Wada Y, Koike Y, Vatikiotis-Bateson E, Kawato M
ATR Human Information Processing Research Laboratories, Soraku-gun, Kyoto, Japan.
Biol Cybern. 1995 Jun;73(1):15-25. doi: 10.1007/BF00199052.
We have previously proposed an optimal trajectory and control theory for continuous movements, such as reaching or cursive handwriting. According to Marr's three-level description of brain function, our theory can be summarized as follows: (1) The computational theory is the minimum torque-change model; (2) the intermediate representation of a pattern is given as a set of via-points extracted from an example pattern; and (3) algorithm and hardware are provided by FIRM, a neural network that can generate and control minimum torque-change trajectories. In this paper, we propose a computational theory for movement pattern recognition that is based on our theory for optimal movement pattern generation. The three levels of the description of brain function in the recognition theory are tightly coupled with those for pattern generation. In recognition, the generation process and the recognition process are actually two flows of information in opposite directions within a single functional unit. In our theory, if the input movement trajectory data are identical to the optimal movement pattern reconstructed from an intermediate representation of some symbol, the input data are recognized as that symbol. If an error exists between the movement trajectory data and the generated trajectory, the putative symbol is corrected, and the generation is repeated. In particular, we present concrete computational procedures for the recognition of connected cursive handwritten characters, as well as for the estimation of phonemic timing in natural speech. Our most important contribution is to demonstrate the computational realizability for the 'motor theory of movement pattern perception': the movement-pattern recognition process can be realized by actively recruiting the movement-pattern formation process. The way in which the formation process is utilized in pattern recognition in our theory suggests a duality between movement pattern formation and movement pattern perception.

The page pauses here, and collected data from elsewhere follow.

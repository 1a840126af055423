//! Byte Stream Reading
//!
//! The [`Reader`] trait is the pull protocol used by every decoding layer:
//! `pull(min_length)` makes at least `min_length` contiguous bytes visible
//! through [`available`](Reader::available), and [`advance`](Reader::advance)
//! moves the cursor past consumed bytes. Only source failures are errors;
//! running out of data is the `Ok(false)` return of `pull`, so clean EOF
//! and corruption stay distinguishable.
//!
//! ## Implementations
//!
//! - [`BytesReader`]: a flat in-memory buffer; `pull` never copies.
//! - [`ChainReader`]: reads a [`Chain`]; a pull spanning a block seam
//!   assembles the requested bytes into an internal scratch buffer (the
//!   slow path), everything else is a direct view into the blocks.
//! - [`IoReader`]: buffered reading from any `io::Read + io::Seek` source,
//!   typically `std::fs::File`.
//!
//! Slices returned by `available` stay valid until the next call that
//! takes `&mut self`; readers never hand out pointers into freed buffers.

use std::io;

use bytes::Bytes;

use crate::chain::Chain;
use crate::error::Result;

/// Buffer size for [`IoReader`] refills.
const IO_BUFFER_SIZE: usize = 1 << 16;

/// Cursor-based pull protocol over a byte source.
pub trait Reader {
    /// Current logical position in the stream.
    fn pos(&self) -> u64;

    /// Makes at least `min_length` contiguous bytes available at the
    /// cursor.
    ///
    /// Returns `Ok(false)` if the source ends before `min_length` bytes:
    /// a healthy EOF condition, not an error.
    fn pull(&mut self, min_length: usize) -> Result<bool>;

    /// The bytes currently visible at the cursor.
    fn available(&self) -> &[u8];

    /// Advances the cursor past `n` available bytes.
    fn advance(&mut self, n: usize);

    /// Repositions the cursor, clamping to the source size.
    fn seek(&mut self, new_pos: u64) -> Result<()>;

    /// Total size of the source in bytes.
    fn size(&mut self) -> Result<u64>;

    /// Reads exactly `len` bytes into `dst`.
    ///
    /// Returns `Ok(false)` when the source ends first; bytes read up to
    /// that point have been consumed and appended.
    fn read_slice(&mut self, mut len: usize, dst: &mut Vec<u8>) -> Result<bool> {
        while len > 0 {
            if !self.pull(1)? {
                return Ok(false);
            }
            let take = self.available().len().min(len);
            dst.extend_from_slice(&self.available()[..take]);
            self.advance(take);
            len -= take;
        }
        Ok(true)
    }

    /// Skips exactly `len` bytes. `Ok(false)` when the source ends first.
    fn skip(&mut self, mut len: usize) -> Result<bool> {
        while len > 0 {
            if !self.pull(1)? {
                return Ok(false);
            }
            let take = self.available().len().min(len);
            self.advance(take);
            len -= take;
        }
        Ok(true)
    }
}

/// Reads from a flat shared buffer.
#[derive(Debug, Clone)]
pub struct BytesReader {
    data: Bytes,
    cursor: usize,
}

impl BytesReader {
    pub fn new(data: Bytes) -> Self {
        Self { data, cursor: 0 }
    }
}

impl Reader for BytesReader {
    fn pos(&self) -> u64 {
        self.cursor as u64
    }

    fn pull(&mut self, min_length: usize) -> Result<bool> {
        Ok(self.data.len() - self.cursor >= min_length)
    }

    fn available(&self) -> &[u8] {
        &self.data[self.cursor..]
    }

    fn advance(&mut self, n: usize) {
        debug_assert!(self.cursor + n <= self.data.len());
        self.cursor += n;
    }

    fn seek(&mut self, new_pos: u64) -> Result<()> {
        self.cursor = (new_pos as usize).min(self.data.len());
        Ok(())
    }

    fn size(&mut self) -> Result<u64> {
        Ok(self.data.len() as u64)
    }
}

/// Reads a [`Chain`] without flattening it.
pub struct ChainReader {
    blocks: Vec<Bytes>,
    /// Cumulative start offset of each block.
    starts: Vec<u64>,
    len: u64,
    pos: u64,
    /// Assembled bytes for pulls that span a block seam.
    scratch: Vec<u8>,
    scratch_start: u64,
}

impl ChainReader {
    pub fn new(chain: &Chain) -> Self {
        let blocks = chain.share_blocks();
        let mut starts = Vec::with_capacity(blocks.len());
        let mut len = 0u64;
        for block in &blocks {
            starts.push(len);
            len += block.len() as u64;
        }
        Self {
            blocks,
            starts,
            len,
            pos: 0,
            scratch: Vec::new(),
            scratch_start: u64::MAX,
        }
    }

    /// Index of the block containing `pos`, assuming `pos < len`.
    fn block_at(&self, pos: u64) -> usize {
        match self.starts.binary_search(&pos) {
            Ok(index) => index,
            Err(index) => index - 1,
        }
    }

    fn scratch_covers(&self, min_length: usize) -> bool {
        self.pos >= self.scratch_start
            && self.scratch_start + self.scratch.len() as u64
                >= self.pos + min_length as u64
    }
}

impl Reader for ChainReader {
    fn pos(&self) -> u64 {
        self.pos
    }

    fn pull(&mut self, min_length: usize) -> Result<bool> {
        if self.len - self.pos < min_length as u64 {
            return Ok(false);
        }
        if min_length == 0 || self.scratch_covers(min_length) {
            return Ok(true);
        }
        let index = self.block_at(self.pos);
        let in_block = self.starts[index] + self.blocks[index].len() as u64 - self.pos;
        if in_block >= min_length as u64 {
            return Ok(true);
        }
        // Slow path: assemble the requested span across block seams.
        self.scratch.clear();
        self.scratch_start = self.pos;
        let mut index = index;
        let mut offset = (self.pos - self.starts[index]) as usize;
        while self.scratch.len() < min_length {
            let block = &self.blocks[index];
            self.scratch.extend_from_slice(&block[offset..]);
            offset = 0;
            index += 1;
        }
        Ok(true)
    }

    fn available(&self) -> &[u8] {
        if self.pos >= self.scratch_start
            && self.pos < self.scratch_start + self.scratch.len() as u64
        {
            return &self.scratch[(self.pos - self.scratch_start) as usize..];
        }
        if self.pos >= self.len {
            return &[];
        }
        let index = self.block_at(self.pos);
        &self.blocks[index][(self.pos - self.starts[index]) as usize..]
    }

    fn advance(&mut self, n: usize) {
        debug_assert!(self.pos + n as u64 <= self.len);
        self.pos += n as u64;
    }

    fn seek(&mut self, new_pos: u64) -> Result<()> {
        self.pos = new_pos.min(self.len);
        Ok(())
    }

    fn size(&mut self) -> Result<u64> {
        Ok(self.len)
    }
}

/// Buffered reading from an `io::Read + io::Seek` source.
pub struct IoReader<R: io::Read + io::Seek> {
    inner: R,
    buffer: Vec<u8>,
    /// Source position of `buffer[0]`.
    buffer_start: u64,
    pos: u64,
    size: Option<u64>,
}

impl<R: io::Read + io::Seek> IoReader<R> {
    pub fn new(inner: R) -> Self {
        Self {
            inner,
            buffer: Vec::new(),
            buffer_start: 0,
            pos: 0,
            size: None,
        }
    }

    pub fn into_inner(self) -> R {
        self.inner
    }

    fn buffered(&self) -> u64 {
        if self.pos >= self.buffer_start
            && self.pos <= self.buffer_start + self.buffer.len() as u64
        {
            self.buffer_start + self.buffer.len() as u64 - self.pos
        } else {
            0
        }
    }

    fn fill(&mut self, min_length: usize) -> Result<bool> {
        self.inner.seek(io::SeekFrom::Start(self.pos))?;
        self.buffer.clear();
        self.buffer_start = self.pos;
        let target = min_length.max(IO_BUFFER_SIZE);
        let mut chunk = [0u8; 8192];
        while self.buffer.len() < target {
            let n = self.inner.read(&mut chunk)?;
            if n == 0 {
                break;
            }
            self.buffer.extend_from_slice(&chunk[..n]);
        }
        Ok(self.buffer.len() >= min_length)
    }
}

impl<R: io::Read + io::Seek> Reader for IoReader<R> {
    fn pos(&self) -> u64 {
        self.pos
    }

    fn pull(&mut self, min_length: usize) -> Result<bool> {
        if self.buffered() >= min_length as u64 {
            return Ok(true);
        }
        self.fill(min_length)
    }

    fn available(&self) -> &[u8] {
        if self.pos >= self.buffer_start
            && self.pos < self.buffer_start + self.buffer.len() as u64
        {
            &self.buffer[(self.pos - self.buffer_start) as usize..]
        } else {
            &[]
        }
    }

    fn advance(&mut self, n: usize) {
        debug_assert!(n as u64 <= self.buffered());
        self.pos += n as u64;
    }

    fn seek(&mut self, new_pos: u64) -> Result<()> {
        let size = self.size()?;
        self.pos = new_pos.min(size);
        Ok(())
    }

    fn size(&mut self) -> Result<u64> {
        if let Some(size) = self.size {
            return Ok(size);
        }
        let size = self.inner.seek(io::SeekFrom::End(0))?;
        self.size = Some(size);
        Ok(size)
    }
}
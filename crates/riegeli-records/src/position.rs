//! Record Positions and Skipped Regions
//!
//! A [`RecordPosition`] pins a record by the file offset of its chunk and
//! its index inside the chunk. Positions are totally ordered, stable
//! across re-reads, and cheap to hand around; the canonical byte form is
//! two varints. The numeric form `chunk_begin + record_index` is a
//! monotone `u64` that byte-position seeks accept.
//!
//! [`SkippedRegion`] is what recovery reports: the file byte range a
//! reader skipped to get past damage.

use std::fmt;

use bytes::Buf;
use riegeli_core::varint;
use serde::{Deserialize, Serialize};

/// Stable identifier of one record: `(chunk_begin, record_index)`.
///
/// Ordering is lexicographic, which equals file order.
#[derive(
    Debug, Default, Clone, Copy, PartialEq, Eq, PartialOrd, Ord, Hash, Serialize, Deserialize,
)]
pub struct RecordPosition {
    chunk_begin: u64,
    record_index: u64,
}

impl RecordPosition {
    pub fn new(chunk_begin: u64, record_index: u64) -> Self {
        Self {
            chunk_begin,
            record_index,
        }
    }

    /// File offset of the chunk holding the record.
    pub fn chunk_begin(&self) -> u64 {
        self.chunk_begin
    }

    /// Index of the record within its chunk.
    pub fn record_index(&self) -> u64 {
        self.record_index
    }

    /// Monotone numeric form: `chunk_begin + record_index`.
    ///
    /// Well-defined because a chunk always occupies more bytes than it
    /// holds records.
    pub fn numeric(&self) -> u64 {
        self.chunk_begin + self.record_index
    }

    /// Canonical serialization: two varints.
    pub fn to_bytes(&self) -> Vec<u8> {
        let mut out = Vec::with_capacity(2 * varint::MAX_LEN_U64);
        varint::write_u64(&mut out, self.chunk_begin);
        varint::write_u64(&mut out, self.record_index);
        out
    }

    /// Parses the canonical serialization; `None` on malformed or
    /// trailing input.
    pub fn from_bytes(bytes: &[u8]) -> Option<RecordPosition> {
        let mut cursor = bytes;
        let chunk_begin = varint::read_u64(&mut cursor)?;
        let record_index = varint::read_u64(&mut cursor)?;
        if cursor.has_remaining() {
            return None;
        }
        Some(RecordPosition::new(chunk_begin, record_index))
    }
}

impl fmt::Display for RecordPosition {
    fn fmt(&self, f: &mut fmt::Formatter<'_>) -> fmt::Result {
        write!(f, "{}/{}", self.chunk_begin, self.record_index)
    }
}

/// A file byte range skipped during recovery.
#[derive(Debug, Default, Clone, Copy, PartialEq, Eq, Serialize, Deserialize)]
pub struct SkippedRegion {
    begin: u64,
    end: u64,
}

impl SkippedRegion {
    pub fn new(begin: u64, end: u64) -> Self {
        Self { begin, end }
    }

    pub fn begin(&self) -> u64 {
        self.begin
    }

    pub fn end(&self) -> u64 {
        self.end
    }

    pub fn length(&self) -> u64 {
        self.end.saturating_sub(self.begin)
    }
}

impl fmt::Display for SkippedRegion {
    fn fmt(&self, f: &mut fmt::Formatter<'_>) -> fmt::Result {
        write!(f, "[{}, {})", self.begin, self.end)
    }
}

我们之前提出了一种适用于连续运动(如伸手或草书书写)的最优轨迹与控制理论。根据马尔对大脑功能的三级描述,我们的理论可总结如下:(1)计算理论是最小扭矩变化模型;(2)模式的中间表示形式是从示例模式中提取的一组中间点;(3)算法和硬件由FIRM提供,FIRM是一种能够生成并控制最小扭矩变化轨迹的神经网络。在本文中,我们基于最优运动模式生成理论提出了一种运动模式识别的计算理论。识别理论中对大脑功能的三级描述与模式生成的描述紧密相关。在识别过程中,生成过程和识别过程实际上是在单个功能单元内沿相反方向的两个信息流。在我们的理论中,如果输入的运动轨迹数据与从某个符号的中间表示形式重建的最优运动模式相同,则输入数据被识别为该符号。如果运动轨迹数据与生成的轨迹之间存在误差,则对假定的符号进行校正,并重复生成过程。特别是,我们给出了识别连笔手写字符以及估计自然语音中音素时间的具体计算过程。我们最重要的贡献是证明了“运动模式感知的运动理论”的计算可实现性:运动模式识别过程可以通过积极调用运动模式形成过程来实现。我们的理论中在模式识别中利用形成过程的方式暗示了运动模式形成与运动模式感知之间的二元性。